//! In-memory storage backend.
//!
//! Records every frame written per region path instead of encoding it. Used by tests and
//! dry runs. A `MemoryStorage` is a cheap handle: clones share the same recordings.
//!
//! Fault injection:
//! - `with_write_delay`: sleep inside every `add_image` (slow disk)
//! - `with_gate`: block every `add_image` until the gate opens (stalled writer)
//! - `with_failures`: fail `add_image` for the listed sequence numbers
//! - `with_failures_at`: same, for one region path only
//! - `failing_open`: fail `open` (unrecoverable backend initialisation)

use std::collections::{BTreeMap, HashSet};
use std::path::{Path, PathBuf};
use std::sync::{Arc, Condvar, Mutex};
use std::time::Duration;

use super::{
    check_shape, ChunkCounter, ExtraData, StorageBackend, StorageHandle, StoreSpec,
};
use crate::error::StorageError;
use crate::frame::{Image, ImageShape};

#[derive(Clone, Debug, PartialEq)]
pub struct StoredFrame {
    pub sequence: u64,
    pub timestamp: f64,
    pub shape: ImageShape,
    pub chunk: i64,
}

#[derive(Clone, Debug, Default)]
pub struct MemoryRecording {
    pub frames: Vec<StoredFrame>,
    pub extra: Vec<ExtraData>,
    pub chunk_size: u64,
    pub framerate: f64,
    /// Number of `close()` calls, including no-op repeats.
    pub close_calls: u32,
    /// Set by the first effective `close()`.
    pub closed: bool,
}

impl MemoryRecording {
    pub fn sequences(&self) -> Vec<u64> {
        self.frames.iter().map(|f| f.sequence).collect()
    }

    /// Distinct chunk indexes written so far.
    pub fn chunk_count(&self) -> usize {
        let mut chunks: Vec<i64> = self.frames.iter().map(|f| f.chunk).collect();
        chunks.dedup();
        chunks.len()
    }
}

/// Latch that holds writers until opened.
#[derive(Debug, Default)]
pub struct WriteGate {
    open: Mutex<bool>,
    changed: Condvar,
}

impl WriteGate {
    pub fn closed() -> Arc<Self> {
        Arc::new(Self::default())
    }

    pub fn open(&self) {
        if let Ok(mut open) = self.open.lock() {
            *open = true;
            self.changed.notify_all();
        }
    }

    fn wait(&self) -> Result<(), StorageError> {
        let mut open = self
            .open
            .lock()
            .map_err(|_| StorageError::Backend("write gate lock poisoned".to_string()))?;
        while !*open {
            open = self
                .changed
                .wait(open)
                .map_err(|_| StorageError::Backend("write gate lock poisoned".to_string()))?;
        }
        Ok(())
    }
}

type Recordings = Arc<Mutex<BTreeMap<PathBuf, MemoryRecording>>>;

#[derive(Clone, Debug, Default)]
pub struct MemoryStorage {
    recordings: Recordings,
    write_delay: Option<Duration>,
    gate: Option<Arc<WriteGate>>,
    failures: Arc<HashSet<u64>>,
    path_failures: Arc<BTreeMap<PathBuf, HashSet<u64>>>,
    fail_open: bool,
}

impl MemoryStorage {
    pub fn new() -> Self {
        Self::default()
    }

    pub fn with_write_delay(mut self, delay: Duration) -> Self {
        self.write_delay = Some(delay);
        self
    }

    pub fn with_gate(mut self, gate: Arc<WriteGate>) -> Self {
        self.gate = Some(gate);
        self
    }

    /// Fail `add_image` for each listed sequence number.
    pub fn with_failures(mut self, sequences: impl IntoIterator<Item = u64>) -> Self {
        self.failures = Arc::new(sequences.into_iter().collect());
        self
    }

    /// Fail `add_image` for each listed sequence number written under `path`.
    pub fn with_failures_at(
        mut self,
        path: impl Into<PathBuf>,
        sequences: impl IntoIterator<Item = u64>,
    ) -> Self {
        Arc::make_mut(&mut self.path_failures)
            .entry(path.into())
            .or_default()
            .extend(sequences);
        self
    }

    fn fails(&self, path: &Path, sequence: u64) -> bool {
        self.failures.contains(&sequence)
            || self
                .path_failures
                .get(path)
                .is_some_and(|sequences| sequences.contains(&sequence))
    }

    pub fn failing_open(mut self) -> Self {
        self.fail_open = true;
        self
    }

    /// Snapshot of what was recorded under `path`.
    pub fn recording(&self, path: &Path) -> Option<MemoryRecording> {
        self.recordings.lock().ok()?.get(path).cloned()
    }

    pub fn paths(&self) -> Vec<PathBuf> {
        self.recordings
            .lock()
            .map(|r| r.keys().cloned().collect())
            .unwrap_or_default()
    }
}

impl StorageBackend for MemoryStorage {
    fn name(&self) -> &'static str {
        "memory"
    }

    fn open(&self, spec: &StoreSpec) -> Result<Box<dyn StorageHandle>, StorageError> {
        if self.fail_open {
            return Err(StorageError::Backend(format!(
                "cannot open {}: backend unavailable",
                spec.path.display()
            )));
        }
        let mut recordings = self
            .recordings
            .lock()
            .map_err(|_| StorageError::Backend("recordings lock poisoned".to_string()))?;
        recordings.insert(
            spec.path.clone(),
            MemoryRecording {
                chunk_size: spec.chunk_size,
                framerate: spec.framerate,
                ..MemoryRecording::default()
            },
        );
        Ok(Box::new(MemoryHandle {
            storage: self.clone(),
            path: spec.path.clone(),
            shape: spec.shape,
            counter: ChunkCounter::new(spec.chunk_size),
            closed: false,
        }))
    }
}

struct MemoryHandle {
    storage: MemoryStorage,
    path: PathBuf,
    shape: ImageShape,
    counter: ChunkCounter,
    closed: bool,
}

impl MemoryHandle {
    fn update<T>(&self, f: impl FnOnce(&mut MemoryRecording) -> T) -> Result<T, StorageError> {
        let mut recordings = self
            .storage
            .recordings
            .lock()
            .map_err(|_| StorageError::Backend("recordings lock poisoned".to_string()))?;
        let recording = recordings
            .get_mut(&self.path)
            .ok_or_else(|| StorageError::Backend(format!("{} vanished", self.path.display())))?;
        Ok(f(recording))
    }
}

impl StorageHandle for MemoryHandle {
    fn add_image(
        &mut self,
        image: &Image,
        sequence: u64,
        timestamp: f64,
    ) -> Result<usize, StorageError> {
        if self.closed {
            return Err(StorageError::Closed);
        }
        if let Some(gate) = &self.storage.gate {
            gate.wait()?;
        }
        if let Some(delay) = self.storage.write_delay {
            std::thread::sleep(delay);
        }
        if self.storage.fails(&self.path, sequence) {
            return Err(StorageError::Encode(format!(
                "injected failure for frame {}",
                sequence
            )));
        }
        check_shape(self.shape, image)?;
        self.counter.advance();
        let stored = StoredFrame {
            sequence,
            timestamp,
            shape: image.shape(),
            chunk: self.counter.index(),
        };
        self.update(|r| r.frames.push(stored))?;
        Ok(image.byte_len())
    }

    fn current_chunk_index(&self) -> i64 {
        self.counter.index()
    }

    fn add_extra_data(&mut self, data: &ExtraData) -> Result<(), StorageError> {
        if self.closed {
            return Err(StorageError::Closed);
        }
        let data = data.clone();
        self.update(|r| r.extra.push(data))
    }

    fn close(&mut self) -> Result<(), StorageError> {
        let first = !self.closed;
        self.closed = true;
        self.update(|r| {
            r.close_calls += 1;
            if first {
                r.closed = true;
            }
        })
    }
}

§

Write out the full listing, keeping every line exactly as it is.

//! In-memory storage backend.
//!
//! Records every frame written per region path instead of encoding it. Used by tests and
//! dry runs. A `MemoryStorage` is a cheap handle: clones share the same recordings.
//!
//! Fault injection:
//! - `with_write_delay`: sleep inside every `add_image` (slow disk)
//! - `with_gate`: block every `add_image` until the gate opens (stalled writer)
//! - `with_failures`: fail `add_image` for the listed sequence numbers
//! - `with_failures_at`: same, for one region path only
//! - `failing_open`: fail `open` (unrecoverable backend initialisation)

use std::collections::{BTreeMap, HashSet};
use std::path::{Path, PathBuf};
use std::sync::{Arc, Condvar, Mutex};
use std::time::Duration;

use super::{
    check_shape, ChunkCounter, ExtraData, StorageBackend, StorageHandle, StoreSpec,
};
use crate::error::StorageError;
use crate::frame::{Image, ImageShape};

#[derive(Clone, Debug, PartialEq)]
pub struct StoredFrame {
    pub sequence: u64,
    pub timestamp: f64,
    pub shape: ImageShape,
    pub chunk: i64,
}

#[derive(Clone, Debug, Default)]
pub struct MemoryRecording {
    pub frames: Vec<StoredFrame>,
    pub extra: Vec<ExtraData>,
    pub chunk_size: u64,
    pub framerate: f64,
    /// Number of `close()` calls, including no-op repeats.
    pub close_calls: u32,
    /// Set by the first effective `close()`.
    pub closed: bool,
}

impl MemoryRecording {
    pub fn sequences(&self) -> Vec<u64> {
        self.frames.iter().map(|f| f.sequence).collect()
    }

    /// Distinct chunk indexes written so far.
    pub fn chunk_count(&self) -> usize {
        let mut chunks: Vec<i64> = self.frames.iter().map(|f| f.chunk).collect();
        chunks.dedup();
        chunks.len()
    }
}

/// Latch that holds writers until opened.
#[derive(Debug, Default)]
pub struct WriteGate {
    open: Mutex<bool>,
    changed: Condvar,
}

impl WriteGate {
    pub fn closed() -> Arc<Self> {
        Arc::new(Self::default())
    }

    pub fn open(&self) {
        if let Ok(mut open) = self.open.lock() {
            *open = true;
            self.changed.notify_all();
        }
    }

    fn wait(&self) -> Result<(), StorageError> {
        let mut open = self
            .open
            .lock()
            .map_err(|_| StorageError::Backend("write gate lock poisoned".to_string()))?;
        while !*open {
            open = self
                .changed
                .wait(open)
                .map_err(|_| StorageError::Backend("write gate lock poisoned".to_string()))?;
        }
        Ok(())
    }
}

type Recordings = Arc<Mutex<BTreeMap<PathBuf, MemoryRecording>>>;

#[derive(Clone, Debug, Default)]
pub struct MemoryStorage {
    recordings: Recordings,
    write_delay: Option<Duration>,
    gate: Option<Arc<WriteGate>>,
    failures: Arc<HashSet<u64>>,
    path_failures: Arc<BTreeMap<PathBuf, HashSet<u64>>>,
    fail_open: bool,
}

impl MemoryStorage {
    pub fn new() -> Self {
        Self::default()
    }

    pub fn with_write_delay(mut self, delay: Duration) -> Self {
        self.write_delay = Some(delay);
        self
    }

    pub fn with_gate(mut self, gate: Arc<WriteGate>) -> Self {
        self.gate = Some(gate);
        self
    }

    /// Fail `add_image` for each listed sequence number.
    pub fn with_failures(mut self, sequences: impl IntoIterator<Item = u64>) -> Self {
        self.failures = Arc::new(sequences.into_iter().collect());
        self
    }

    /// Fail `add_image` for each listed sequence number written under `path`.
    pub fn with_failures_at(
        mut self,
        path: impl Into<PathBuf>,
        sequences: impl IntoIterator<Item = u64>,
    ) -> Self {
        Arc::make_mut(&mut self.path_failures)
            .entry(path.into())
            .or_default()
            .extend(sequences);
        self
    }

    fn fails(&self, path: &Path, sequence: u64) -> bool {
        self.failures.contains(&sequence)
            || self
                .path_failures
                .get(path)
                .is_some_and(|sequences| sequences.contains(&sequence))
    }

    pub fn failing_open(mut self) -> Self {
        self.fail_open = true;
        self
    }

    /// Snapshot of what was recorded under `path`.
    pub fn recording(&self, path: &Path) -> Option<MemoryRecording> {
        self.recordings.lock().ok()?.get(path).cloned()
    }

    pub fn paths(&self) -> Vec<PathBuf> {
        self.recordings
            .lock()
            .map(|r| r.keys().cloned().collect())
            .unwrap_or_default()
    }
}

impl StorageBackend for MemoryStorage {
    fn name(&self) -> &'static str {
        "memory"
    }

    fn open(&self, spec: &StoreSpec) -> Result<Box<dyn StorageHandle>, StorageError> {
        if self.fail_open {
            return Err(StorageError::Backend(format!(
                "cannot open {}: backend unavailable",
                spec.path.display()
            )));
        }
        let mut recordings = self
            .recordings
            .lock()
            .map_err(|_| StorageError::Backend("recordings lock poisoned".to_string()))?;
        recordings.insert(
            spec.path.clone(),
            MemoryRecording {
                chunk_size: spec.chunk_size,
                framerate: spec.framerate,
                ..MemoryRecording::default()
            },
        );
        Ok(Box::new(MemoryHandle {
            storage: self.clone(),
            path: spec.path.clone(),
            shape: spec.shape,
            counter: ChunkCounter::new(spec.chunk_size),
            closed: false,
        }))
    }
}

struct MemoryHandle {
    storage: MemoryStorage,
    path: PathBuf,
    shape: ImageShape,
    counter: ChunkCounter,
    closed: bool,
}

impl MemoryHandle {
    fn update<T>(&self, f: impl FnOnce(&mut MemoryRecording) -> T) -> Result<T, StorageError> {
        let mut recordings = self
            .storage
            .recordings
            .lock()
            .map_err(|_| StorageError::Backend("recordings lock poisoned".to_string()))?;
        let recording = recordings
            .get_mut(&self.path)
            .ok_or_else(|| StorageError::Backend(format!("{} vanished", self.path.display())))?;
        Ok(f(recording))
    }
}

impl StorageHandle for MemoryHandle {
    fn add_image(
        &mut self,
        image: &Image,
        sequence: u64,
        timestamp: f64,
    ) -> Result<usize, StorageError> {
        if self.closed {
            return Err(StorageError::Closed);
        }
        if let Some(gate) = &self.storage.gate {
            gate.wait()?;
        }
        if let Some(delay) = self.storage.write_delay {
            std::thread::sleep(delay);
        }
        if self.storage.fails(&self.path, sequence) {
            return Err(StorageError::Encode(format!(
                "injected failure for frame {}",
                sequence
            )));
        }
        check_shape(self.shape, image)?;
        self.counter.advance();
        let stored = StoredFrame {
            sequence,
            timestamp,
            shape: image.shape(),
            chunk: self.counter.index(),
        };
        self.update(|r| r.frames.push(stored))?;
        Ok(image.byte_len())
    }

    fn current_chunk_index(&self) -> i64 {
        self.counter.index()
    }

    fn add_extra_data(&mut self, data: &ExtraData) -> Result<(), StorageError> {
        if self.closed {
            return Err(StorageError::Closed);
        }
        let data = data.clone();
        self.update(|r| r.extra.push(data))
    }

    fn close(&mut self) -> Result<(), StorageError> {
        let first = !self.closed;
        self.closed = true;
        self.update(|r| {
            r.close_calls += 1;
            if first {
                r.closed = true;
            }
        })
    }
}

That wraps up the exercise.